So, we need to work out the Wigner rotation to find the angle of rotation:

$$W(\Lambda,p)=L^{-1}(\Lambda p)\Lambda L(p) $$

Where $L(p)$ is a boost that takes the standard momentum $(M,0,0,0)$ to four momentum $(p_0,\bf{p})$. However, the matrix $L^{-1}(\Lambda p)$ is really nasty. So I thought about going about it this way. We see that the momentum transforms to

$$\Lambda p= (\gamma p_0,0,p,-\gamma vp_0) $$

in the $O'$ frame. I took this as meaning that the Wigner rotation should be a rotation about the x-axis by some angle $\theta$. Is this assumption correct?

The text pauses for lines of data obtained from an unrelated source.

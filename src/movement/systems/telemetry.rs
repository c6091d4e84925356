//! Movement domain: per-tick telemetry snapshot.

use bevy::prelude::*;

use crate::animation::AnimationState;
use crate::core::FixedTick;
use crate::movement::{LocomotionSnapshot, LocomotionState, Player};

pub(crate) fn publish_snapshot(
    tick: Res<FixedTick>,
    mut snapshot: ResMut<LocomotionSnapshot>,
    query: Query<(&LocomotionState, Option<&AnimationState>), With<Player>>,
) {
    let Ok((state, animation)) = query.single() else {
        return;
    };
    *snapshot = LocomotionSnapshot::capture(
        tick.count(),
        state,
        animation.and_then(|a| a.current_name()),
    );
}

From here I rearranged the Wigner rotation expression to

$$ L(\Lambda p)=\Lambda L(p) W^{-1}(\Lambda,p) $$

Which has a relatively simple form as a function of $\theta$. I then used the fact that $ L(\Lambda p)$ should be a symmetric matrix to get an expression for $\theta$ in terms of $p$ and $v$. Once we have $\theta$ I think the rest of the computation is pretty straightforward as the Wigner D-matrix elements can be calculated pretty easily. I'm mainly worried about my approach to find the Wigner rotation...is my logic sound? If not, how would you approach this problem? The algebra in the direct computation seems pretty unmanageable!

EDIT:

After a few days with no activity, I am wondering if there is anything I can do to improve this question?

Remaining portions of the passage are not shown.